**SUPPLIED INFORMATION**
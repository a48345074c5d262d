pub mod advice;
pub mod hypothesis;
pub mod root_cause;
pub mod severity;

pub use hypothesis::HypothesisPhase;
pub use root_cause::RootCausePhase;
pub use severity::SeverityPhase;
use crate::tools::{error_envelope, metric_window, ToolContext};
use serde_json::{json, Value};

/// Check for open provider-side incidents on one service in one region.
///
/// Requires a support plan that includes the health API; callers treat the
/// error envelope as "unavailable", not as a finding.
pub async fn check_aws_service_health(ctx: &ToolContext, service_key: &str, region: &str) -> String {
    match ctx
        .call(
            "health",
            "describe-events",
            json!({
                "filter": {
                    "services": [service_key],
                    "regions": [region],
                    "eventStatusCodes": ["open"],
                }
            }),
        )
        .await
    {
        Ok(response) => {
            let events = response
                .get("events")
                .and_then(Value::as_array)
                .cloned()
                .unwrap_or_default();
            json!({
                "service": service_key,
                "region": region,
                "active_events_count": events.len(),
                "aws_service_issue_detected": !events.is_empty(),
            })
            .to_string()
        }
        Err(e) => error_envelope(e, &[("service", service_key), ("region", region)]),
    }
}

const CONFIG_CHANGE_PREFIXES: [&str; 6] = ["Update", "Put", "Delete", "Create", "Modify", "Attach"];

/// Look up recent audit-trail events touching one resource and flag
/// configuration changes.
pub async fn get_recent_cloudtrail_events(
    ctx: &ToolContext,
    resource_name: &str,
    hours_back: i64,
) -> String {
    let (start, end) = metric_window(hours_back);
    match ctx
        .call(
            "cloudtrail",
            "lookup-events",
            json!({
                "LookupAttributes": [
                    {"AttributeKey": "ResourceName", "AttributeValue": resource_name}
                ],
                "StartTime": start.to_rfc3339(),
                "EndTime": end.to_rfc3339(),
                "MaxResults": 50,
            }),
        )
        .await
    {
        Ok(response) => {
            let events: Vec<Value> = response
                .get("Events")
                .and_then(Value::as_array)
                .cloned()
                .unwrap_or_default()
                .into_iter()
                .map(|e| {
                    json!({
                        "event_name": e.get("EventName").cloned().unwrap_or(Value::Null),
                        "event_time": e.get("EventTime").cloned().unwrap_or(Value::Null),
                        "username": e.get("Username").cloned().unwrap_or(Value::Null),
                    })
                })
                .collect();
            let change_count = events
                .iter()
                .filter(|e| {
                    e.get("event_name")
                        .and_then(Value::as_str)
                        .map(|name| CONFIG_CHANGE_PREFIXES.iter().any(|p| name.starts_with(p)))
                        .unwrap_or(false)
                })
                .count();
            json!({
                "resource_name": resource_name,
                "hours_back": hours_back,
                "total_events": events.len(),
                "configuration_changes_detected": change_count > 0,
                "configuration_change_count": change_count,
                "events": events,
            })
            .to_string()
        }
        Err(e) => error_envelope(e, &[("resource_name", resource_name)]),
    }
}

**WHAT NEEDS TO BE DONE**
Set the whole listing down again so that it matches the original exactly.

**EXERCISE OUTPUT**
repository a48345074c5d262d
pub mod advice;
pub mod hypothesis;
pub mod root_cause;
pub mod severity;

pub use hypothesis::HypothesisPhase;
pub use root_cause::RootCausePhase;
pub use severity::SeverityPhase;
use crate::tools::{error_envelope, metric_window, ToolContext};
use serde_json::{json, Value};

/// Check for open provider-side incidents on one service in one region.
///
/// Requires a support plan that includes the health API; callers treat the
/// error envelope as "unavailable", not as a finding.
pub async fn check_aws_service_health(ctx: &ToolContext, service_key: &str, region: &str) -> String {
    match ctx
        .call(
            "health",
            "describe-events",
            json!({
                "filter": {
                    "services": [service_key],
                    "regions": [region],
                    "eventStatusCodes": ["open"],
                }
            }),
        )
        .await
    {
        Ok(response) => {
            let events = response
                .get("events")
                .and_then(Value::as_array)
                .cloned()
                .unwrap_or_default();
            json!({
                "service": service_key,
                "region": region,
                "active_events_count": events.len(),
                "aws_service_issue_detected": !events.is_empty(),
            })
            .to_string()
        }
        Err(e) => error_envelope(e, &[("service", service_key), ("region", region)]),
    }
}

const CONFIG_CHANGE_PREFIXES: [&str; 6] = ["Update", "Put", "Delete", "Create", "Modify", "Attach"];

/// Look up recent audit-trail events touching one resource and flag
/// configuration changes.
pub async fn get_recent_cloudtrail_events(
    ctx: &ToolContext,
    resource_name: &str,
    hours_back: i64,
) -> String {
    let (start, end) = metric_window(hours_back);
    match ctx
        .call(
            "cloudtrail",
            "lookup-events",
            json!({
                "LookupAttributes": [
                    {"AttributeKey": "ResourceName", "AttributeValue": resource_name}
                ],
                "StartTime": start.to_rfc3339(),
                "EndTime": end.to_rfc3339(),
                "MaxResults": 50,
            }),
        )
        .await
    {
        Ok(response) => {
            let events: Vec<Value> = response
                .get("Events")
                .and_then(Value::as_array)
                .cloned()
                .unwrap_or_default()
                .into_iter()
                .map(|e| {
                    json!({
                        "event_name": e.get("EventName").cloned().unwrap_or(Value::Null),
                        "event_time": e.get("EventTime").cloned().unwrap_or(Value::Null),
                        "username": e.get("Username").cloned().unwrap_or(Value::Null),
                    })
                })
                .collect();
            let change_count = events
                .iter()
                .filter(|e| {
                    e.get("event_name")
                        .and_then(Value::as_str)
                        .map(|name| CONFIG_CHANGE_PREFIXES.iter().any(|p| name.starts_with(p)))
                        .unwrap_or(false)
                })
                .count();
            json!({
                "resource_name": resource_name,
                "hours_back": hours_back,
                "total_events": events.len(),
                "configuration_changes_detected": change_count > 0,
                "configuration_change_count": change_count,
                "events": events,
            })
            .to_string()
        }
        Err(e) => error_envelope(e, &[("resource_name", resource_name)]),
    }
}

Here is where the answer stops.